Investigators in El Paso are hoping to learn the motive behind today's slaughter of 20 people in a local Walmart, and the wounding of many others, from both alleged online writings of the shooter and interviews with the shooter himself, who reportedly surrendered to police without a fight. Words are merely rationalizations, however; all that really matters is that this person felt entitled to mass murder. You can believe any garbage you please without feeling such an entitlement. Not everyone learns the desire to kill from books or sermons or online ravings. Some no doubt turn to ideology or religion simply to find an excuse that fits their mood. It remains all too easy for people like this, whatever their beliefs, to kill others. Neither left nor right has the answer for this murderous sense of entitlement. The actual ideologues on both sides no doubt sincerely deplore the senseless sort of violence we've seen today; some actually may believe that specific people or sorts of people should die, but randomly motivated violence, as this most likely was, serves no purpose for them. There is, of course, an ideological predisposition on one side against limiting the ability of degenerates like the latest shooter to kill by limiting the availability of many firearms, just as there's an unjustified optimism on the other that greater gun control will end mass murder.
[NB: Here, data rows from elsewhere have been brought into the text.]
//! In-memory table of string cells.
//!
//! Every stage of the pipeline passes a [`Frame`] around: an ordered header row
//! plus rectangular string records, exactly as they come out of the CSV reader.
//! An empty cell stands for a missing value. Numeric interpretation happens at
//! the few places that need it through [`parse_number`].

use std::collections::HashSet;

#[derive(Debug, Clone, Default, PartialEq, Eq)]
pub struct Frame {
    pub headers: Vec<String>,
    pub rows: Vec<Vec<String>>,
}

impl Frame {
    pub fn new(headers: Vec<String>, rows: Vec<Vec<String>>) -> Self {
        let width = headers.len();
        let rows = rows
            .into_iter()
            .map(|mut row| {
                row.resize(width, String::new());
                row
            })
            .collect();
        Self { headers, rows }
    }

    /// Builds a frame from string literals; handy for fixtures.
    pub fn from_rows(headers: &[&str], rows: &[&[&str]]) -> Self {
        Self::new(
            headers.iter().map(|h| h.to_string()).collect(),
            rows.iter()
                .map(|row| row.iter().map(|cell| cell.to_string()).collect())
                .collect(),
        )
    }

    pub fn row_count(&self) -> usize {
        self.rows.len()
    }

    pub fn column_count(&self) -> usize {
        self.headers.len()
    }

    pub fn is_empty(&self) -> bool {
        self.rows.is_empty()
    }

    pub fn column_index(&self, name: &str) -> Option<usize> {
        self.headers.iter().position(|h| h == name)
    }

    pub fn cell(&self, row: usize, column: usize) -> &str {
        self.rows
            .get(row)
            .and_then(|r| r.get(column))
            .map(|s| s.as_str())
            .unwrap_or("")
    }

    pub fn column_values(&self, column: usize) -> impl Iterator<Item = &str> {
        self.rows
            .iter()
            .map(move |row| row.get(column).map(|s| s.as_str()).unwrap_or(""))
    }

    pub fn distinct_values(&self, column: usize) -> HashSet<&str> {
        self.column_values(column).collect()
    }

    /// Returns the frame with the named columns renamed; unknown names are ignored.
    pub fn rename_columns<'a, I>(mut self, renames: I) -> Self
    where
        I: IntoIterator<Item = (&'a str, &'a str)>,
    {
        for (from, to) in renames {
            if let Some(idx) = self.column_index(from) {
                self.headers[idx] = to.to_string();
            }
        }
        self
    }

    /// Projects the frame onto `indices` (in that order) under new header names.
    pub fn select(&self, indices: &[usize], headers: Vec<String>) -> Self {
        let rows = self
            .rows
            .iter()
            .map(|row| {
                indices
                    .iter()
                    .map(|idx| row.get(*idx).cloned().unwrap_or_default())
                    .collect()
            })
            .collect();
        Self { headers, rows }
    }

    pub fn drop_column(&mut self, index: usize) {
        if index >= self.headers.len() {
            return;
        }
        self.headers.remove(index);
        for row in &mut self.rows {
            if index < row.len() {
                row.remove(index);
            }
        }
    }

    /// Appends a column whose cells are produced row by row.
    pub fn push_column<F>(&mut self, name: &str, mut value: F)
    where
        F: FnMut(&[String]) -> String,
    {
        self.headers.push(name.to_string());
        for row in &mut self.rows {
            let cell = value(row);
            row.push(cell);
        }
    }

    pub fn retain_rows<F>(&mut self, mut keep: F)
    where
        F: FnMut(&[String]) -> bool,
    {
        self.rows.retain(|row| keep(row));
    }
}

/// Parses a cell as a float, treating empty or whitespace-only cells as missing.
pub fn parse_number(value: &str) -> Option<f64> {
    let trimmed = value.trim();
    if trimmed.is_empty() {
        return None;
    }
    trimmed.parse::<f64>().ok().filter(|v| v.is_finite())
}

pub fn is_missing(value: &str) -> bool {
    value.trim().is_empty()
}

/// Formats a float the way the CSV writer should emit it.
pub fn format_number(value: f64) -> String {
    if value.fract() == 0.0 && value.abs() < 1e15 {
        format!("{}", value as i64)
    } else {
        value.to_string()
    }
}
//! Helper types shared by the payment path.
//!
//! - [`b64`] - Base64 encoding/decoding of header payloads

pub mod b64;

pub use b64::*;
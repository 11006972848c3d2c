//! Failures of the payment flow.
//!
//! Every way answering a `402` can go wrong is a distinct [`X402Error`]
//! variant carrying its cause. [`X402Error::kind`] folds them into the two
//! categories callers usually branch on: the client was wired up wrong
//! ([`ErrorKind::Configuration`]), or the payment attempt failed
//! ([`ErrorKind::Payment`]).

use reqwest_middleware as rqm;

use crate::selector::SelectionError;
use crate::signer::SigningError;

#[derive(Debug, Clone, Copy, PartialEq, Eq)]
pub enum ErrorKind {
    /// Integration misuse. Fix the wiring; retrying will not help.
    Configuration,
    /// The payment round-trip failed.
    Payment,
}

#[derive(Debug, thiserror::Error)]
pub enum X402Error {
    /// The `402` response could not be traced back to the request that caused
    /// it, so there is nothing to retry. Happens when the request body is a
    /// stream and cannot be cloned, or when `on_response` runs without
    /// `on_request`.
    #[error("Missing request configuration: {0}")]
    MissingRequestConfig(&'static str),
    /// No offered requirement is acceptable.
    #[error("Failed to select payment requirements: {0}")]
    SelectionFailed(#[source] SelectionError),
    /// The signer refused or failed to produce a credential.
    #[error("Failed to create payment header: {0}")]
    SigningFailed(#[source] SigningError),
    /// The `402` body could not be read.
    #[error("Failed to read 402 response body: {0}")]
    BodyUnreadable(#[source] reqwest::Error),
    /// The `402` body is not a valid challenge.
    #[error("Failed to parse 402 response body: {0}")]
    DeserializationFailed(#[source] serde_json::Error),
    /// The credential is not a valid header value.
    #[error("Failed to encode payment credential as HTTP header: {0}")]
    InvalidHeader(#[source] http::header::InvalidHeaderValue),
    /// Resending the paid request failed.
    #[error("Failed to resend request with payment: {0}")]
    TransportFailed(#[source] rqm::Error),
}

impl X402Error {
    pub fn kind(&self) -> ErrorKind {
        match self {
            X402Error::MissingRequestConfig(_) => ErrorKind::Configuration,
            _ => ErrorKind::Payment,
        }
    }
}

impl From<SelectionError> for X402Error {
    fn from(error: SelectionError) -> Self {
        X402Error::SelectionFailed(error)
    }
}

impl From<SigningError> for X402Error {
    fn from(error: SigningError) -> Self {
        X402Error::SigningFailed(error)
    }
}

impl From<X402Error> for rqm::Error {
    fn from(error: X402Error) -> Self {
        rqm::Error::Middleware(error.into())
    }
}

/// Recovers the [`X402Error`] from an error returned by a middleware client.
/// `None` means the failure happened outside the payment flow.
pub fn as_x402_error(error: &rqm::Error) -> Option<&X402Error> {
    match error {
        rqm::Error::Middleware(inner) => inner.downcast_ref::<X402Error>(),
        rqm::Error::Reqwest(_) => None,
    }
}

#[cfg(test)]
mod tests {
    use super::*;
    use std::error::Error as _;

    #[test]
    fn missing_request_is_a_configuration_error() {
        let error = X402Error::MissingRequestConfig("request body is not cloneable");
        assert_eq!(error.kind(), ErrorKind::Configuration);
        assert_eq!(
            error.to_string(),
            "Missing request configuration: request body is not cloneable"
        );
    }

    #[test]
    fn payment_failures_keep_their_cause() {
        let error: X402Error = SigningError::Custom("insufficient funds".to_string()).into();
        assert_eq!(error.kind(), ErrorKind::Payment);
        assert_eq!(error.source().unwrap().to_string(), "insufficient funds");
        assert_eq!(
            error.to_string(),
            "Failed to create payment header: insufficient funds"
        );
    }

    #[test]
    fn round_trips_through_middleware_error() {
        let error: rqm::Error = X402Error::MissingRequestConfig("no request").into();
        assert_eq!(
            error.to_string(),
            "Missing request configuration: no request"
        );
        let recovered = as_x402_error(&error).unwrap();
        assert!(matches!(recovered, X402Error::MissingRequestConfig("no request")));
    }
}
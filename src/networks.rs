//! Registry of the x402 V1 network names that map to EVM chains.
//!
//! V1 challenges name their network ("base-sepolia") instead of carrying a
//! CAIP-2 chain id, so signing needs this table to build the EIP-712 domain.

use std::collections::HashMap;
use std::sync::LazyLock;

/// A known EVM network: its V1 name and EIP-155 chain id.
#[derive(Debug, Clone, Copy, PartialEq, Eq)]
pub struct NetworkInfo {
    pub name: &'static str,
    pub chain_id: u64,
}

pub static KNOWN_NETWORKS: &[NetworkInfo] = &[
    // Base
    NetworkInfo {
        name: "base",
        chain_id: 8453,
    },
    NetworkInfo {
        name: "base-sepolia",
        chain_id: 84532,
    },
    // Polygon
    NetworkInfo {
        name: "polygon",
        chain_id: 137,
    },
    NetworkInfo {
        name: "polygon-amoy",
        chain_id: 80002,
    },
    // Avalanche
    NetworkInfo {
        name: "avalanche",
        chain_id: 43114,
    },
    NetworkInfo {
        name: "avalanche-fuji",
        chain_id: 43113,
    },
    // Sei
    NetworkInfo {
        name: "sei",
        chain_id: 1329,
    },
    NetworkInfo {
        name: "sei-testnet",
        chain_id: 1328,
    },
    NetworkInfo {
        name: "xdc",
        chain_id: 50,
    },
    NetworkInfo {
        name: "xrpl-evm",
        chain_id: 1440000,
    },
    NetworkInfo {
        name: "peaq",
        chain_id: 3338,
    },
    NetworkInfo {
        name: "iotex",
        chain_id: 4689,
    },
    // Celo
    NetworkInfo {
        name: "celo",
        chain_id: 42220,
    },
    NetworkInfo {
        name: "celo-sepolia",
        chain_id: 11142220,
    },
];

static NAME_TO_CHAIN_ID: LazyLock<HashMap<&'static str, u64>> = LazyLock::new(|| {
    KNOWN_NETWORKS
        .iter()
        .map(|n| (n.name, n.chain_id))
        .collect()
});

/// Looks up the EIP-155 chain id for a V1 network name. Case-sensitive.
pub fn chain_id_by_network_name(name: &str) -> Option<u64> {
    NAME_TO_CHAIN_ID.get(name).copied()
}
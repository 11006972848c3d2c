//! Producing the payment credential for a selected requirement.
//!
//! The interceptor treats the credential as an opaque string: whatever a
//! [`PaymentSigner`] returns is placed verbatim into the `X-Payment` header of
//! the retried request. [`Eip3009Signer`] is the built-in implementation for
//! the "exact" scheme on EVM networks.

use async_trait::async_trait;
use std::sync::Arc;

use crate::proto::{PaymentRequirements, X402Version};

pub mod eip3009;

pub use eip3009::*;

#[derive(Debug, thiserror::Error)]
pub enum SigningError {
    #[error("Unsupported scheme {scheme:?} on network {network:?}")]
    UnsupportedScheme { scheme: String, network: String },
    #[error("Unknown network {0:?}")]
    UnknownNetwork(String),
    #[error("Invalid EVM address {0:?}")]
    InvalidAddress(String),
    #[error("Invalid payment amount {0:?}")]
    InvalidAmount(String),
    #[error("Failed to sign payment payload: {0}")]
    Signature(String),
    #[error("Failed to encode payment payload to json")]
    JsonEncode(#[source] serde_json::Error),
    /// Raised by custom signers.
    #[error("{0}")]
    Custom(String),
}

impl From<serde_json::Error> for SigningError {
    fn from(error: serde_json::Error) -> Self {
        SigningError::JsonEncode(error)
    }
}

/// Builds a signed payment credential for one requirement.
///
/// A fresh credential is requested for every retry; implementations must not
/// hand out a cached one.
#[async_trait]
pub trait PaymentSigner: Send + Sync {
    async fn create_payment_header(
        &self,
        requirements: &PaymentRequirements,
        x402_version: X402Version,
    ) -> Result<String, SigningError>;
}

#[async_trait]
impl<T: PaymentSigner + ?Sized> PaymentSigner for Arc<T> {
    async fn create_payment_header(
        &self,
        requirements: &PaymentRequirements,
        x402_version: X402Version,
    ) -> Result<String, SigningError> {
        (**self).create_payment_header(requirements, x402_version).await
    }
}
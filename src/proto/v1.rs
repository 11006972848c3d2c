//! Version 1 wire format: the `402` body and the settlement header.
//!
//! # Key Types
//!
//! - [`PaymentRequirements`] - One way the seller is willing to be paid
//! - [`PaymentRequired`] - The `402` body, a non-empty list of requirements
//! - [`PaymentResponse`] - Decoded `X-Payment-Response` header

use alloy_primitives::U256;
use alloy_primitives::ruint::ParseError;
use http::HeaderMap;
use serde::{Deserialize, Deserializer, Serialize, Serializer};

use crate::proto::{X_PAYMENT_RESPONSE, X402Version};
use crate::util::Base64Bytes;

/// Payment requirements set by the seller.
///
/// Amounts and addresses stay as the strings the server sent; the signer
/// parses them into chain types when it builds the authorization.
#[derive(Clone, Debug, Eq, PartialEq, Serialize, Deserialize)]
#[serde(rename_all = "camelCase")]
pub struct PaymentRequirements {
    /// The payment scheme (e.g., "exact").
    pub scheme: String,
    /// The network name (e.g., "base-sepolia").
    pub network: String,
    /// Amount in the asset's base units, as a decimal string.
    pub max_amount_required: String,
    /// The resource URL being paid for.
    pub resource: String,
    #[serde(default)]
    pub description: String,
    #[serde(default)]
    pub mime_type: String,
    #[serde(default, skip_serializing_if = "Option::is_none")]
    pub output_schema: Option<serde_json::Value>,
    /// The recipient address.
    pub pay_to: String,
    /// Maximum time in seconds for payment validity.
    pub max_timeout_seconds: u64,
    /// The token contract address.
    pub asset: String,
    /// Scheme-specific extra data. For "exact" on EVM this is the EIP-712
    /// domain `name` and `version` of the token.
    #[serde(default, skip_serializing_if = "Option::is_none")]
    pub extra: Option<serde_json::Value>,
}

impl PaymentRequirements {
    /// Parses `maxAmountRequired` into base units.
    pub fn amount(&self) -> Result<U256, ParseError> {
        self.max_amount_required.parse::<U256>()
    }
}

/// HTTP 402 Payment Required body.
///
/// `accepts` is never empty: a challenge that offers nothing is rejected at
/// deserialization time, the same way any other malformed body is.
#[derive(Debug, Clone, Serialize)]
#[serde(rename_all = "camelCase")]
pub struct PaymentRequired {
    pub x402_version: X402Version,
    pub accepts: Vec<PaymentRequirements>,
    #[serde(skip_serializing_if = "Option::is_none")]
    pub error: Option<String>,
}

#[derive(Deserialize)]
#[serde(rename_all = "camelCase")]
struct PaymentRequiredWire {
    x402_version: X402Version,
    #[serde(default)]
    accepts: Vec<PaymentRequirements>,
    #[serde(default)]
    error: Option<String>,
}

impl<'de> Deserialize<'de> for PaymentRequired {
    fn deserialize<D>(deserializer: D) -> Result<Self, D::Error>
    where
        D: Deserializer<'de>,
    {
        let wire = PaymentRequiredWire::deserialize(deserializer)?;
        if wire.accepts.is_empty() {
            let detail = match &wire.error {
                Some(error) => format!("no payment requirements offered (server error: {error})"),
                None => "no payment requirements offered".to_string(),
            };
            return Err(serde::de::Error::custom(detail));
        }
        Ok(PaymentRequired {
            x402_version: wire.x402_version,
            accepts: wire.accepts,
            error: wire.error,
        })
    }
}

impl PaymentRequired {
    pub fn from_slice(bytes: &[u8]) -> Result<Self, serde_json::Error> {
        serde_json::from_slice(bytes)
    }
}

/// Settlement result reported by the server in `X-Payment-Response`.
#[derive(Debug, Clone, PartialEq, Eq)]
pub enum PaymentResponse {
    /// The payment settled.
    Success {
        /// Transaction hash of the settlement.
        transaction: String,
        network: String,
        payer: Option<String>,
    },
    /// Settlement failed.
    Error {
        reason: String,
        network: Option<String>,
    },
}

#[derive(Debug, thiserror::Error)]
pub enum PaymentResponseError {
    #[error("X-Payment-Response is not valid base64")]
    Base64(#[source] base64::DecodeError),
    #[error("X-Payment-Response is not a valid settlement payload")]
    Json(#[source] serde_json::Error),
}

impl PaymentResponse {
    /// Decodes the `X-Payment-Response` header, if the server sent one.
    pub fn from_headers(headers: &HeaderMap) -> Result<Option<Self>, PaymentResponseError> {
        let Some(value) = headers.get(X_PAYMENT_RESPONSE) else {
            return Ok(None);
        };
        let json = Base64Bytes::from(value.as_bytes())
            .decode()
            .map_err(PaymentResponseError::Base64)?;
        let response = serde_json::from_slice(&json).map_err(PaymentResponseError::Json)?;
        Ok(Some(response))
    }

    pub fn is_success(&self) -> bool {
        matches!(self, PaymentResponse::Success { .. })
    }
}

#[derive(Serialize, Deserialize)]
#[serde(rename_all = "camelCase")]
struct PaymentResponseWire {
    success: bool,
    #[serde(default, skip_serializing_if = "Option::is_none")]
    error_reason: Option<String>,
    #[serde(default, skip_serializing_if = "Option::is_none")]
    transaction: Option<String>,
    #[serde(default, skip_serializing_if = "Option::is_none")]
    network: Option<String>,
    #[serde(default, skip_serializing_if = "Option::is_none")]
    payer: Option<String>,
}

impl Serialize for PaymentResponse {
    fn serialize<S>(&self, serializer: S) -> Result<S::Ok, S::Error>
    where
        S: Serializer,
    {
        let wire = match self {
            PaymentResponse::Success {
                transaction,
                network,
                payer,
            } => PaymentResponseWire {
                success: true,
                error_reason: None,
                transaction: Some(transaction.clone()),
                network: Some(network.clone()),
                payer: payer.clone(),
            },
            PaymentResponse::Error { reason, network } => PaymentResponseWire {
                success: false,
                error_reason: Some(reason.clone()),
                transaction: None,
                network: network.clone(),
                payer: None,
            },
        };
        wire.serialize(serializer)
    }
}

impl<'de> Deserialize<'de> for PaymentResponse {
    fn deserialize<D>(deserializer: D) -> Result<Self, D::Error>
    where
        D: Deserializer<'de>,
    {
        let wire = PaymentResponseWire::deserialize(deserializer)?;
        match wire.success {
            true => {
                let transaction = wire
                    .transaction
                    .ok_or_else(|| serde::de::Error::missing_field("transaction"))?;
                let network = wire
                    .network
                    .ok_or_else(|| serde::de::Error::missing_field("network"))?;
                Ok(PaymentResponse::Success {
                    transaction,
                    network,
                    payer: wire.payer,
                })
            }
            false => {
                let reason = wire
                    .error_reason
                    .ok_or_else(|| serde::de::Error::missing_field("errorReason"))?;
                Ok(PaymentResponse::Error {
                    reason,
                    network: wire.network,
                })
            }
        }
    }
}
There are also persistent assumptions that old forms of mental or emotional discipline will overcome this murderous sense of entitlement, as well as theories that eliminating certain "dehumanizing" stimuli will abort the murderous impulse. But the impulse to commit mass murder probably predates all philosophies and religions and pop culture. Yet the impulse seems stronger in our time, and not just in the gun-happy U.S. as various bladed rampages in Asia attest. City and state officials in El Paso are calling on the people to unite after today's atrocity, though they were predictably reticent about addressing the problems of gun violence and mass murder specifically. If people are to unite for a solution, however, they must be willing to address all possible solutions, or else the coming together will be merely a show. It's hard, after all -- or it should be -- to imagine a solution worse than this problem. The suspicion that some solutions might be worse may be as much a problem, if not as great a danger, as the entitlement to kill.

2 comments:

hobbyfan said...

Overnight, some idiotic copycat did the same thing in Dayton, Ohio, and, predictably, was killed by police. At least the El Paso gun nut turned himself in. Radio reports say the police may consider this a hate crime.

Samuel Wilson said...

Wouldn't call the Dayton killer a copycat. Latest reports suggest he was specifically going after his sister (and got her) but decided to take out a lot of other people for reasons as yet unknown. El Paso is being looked at as a hate crime (or domestic terrorism) pending verification of the shooter's authorship of an anti-hispanic manifesto on social media.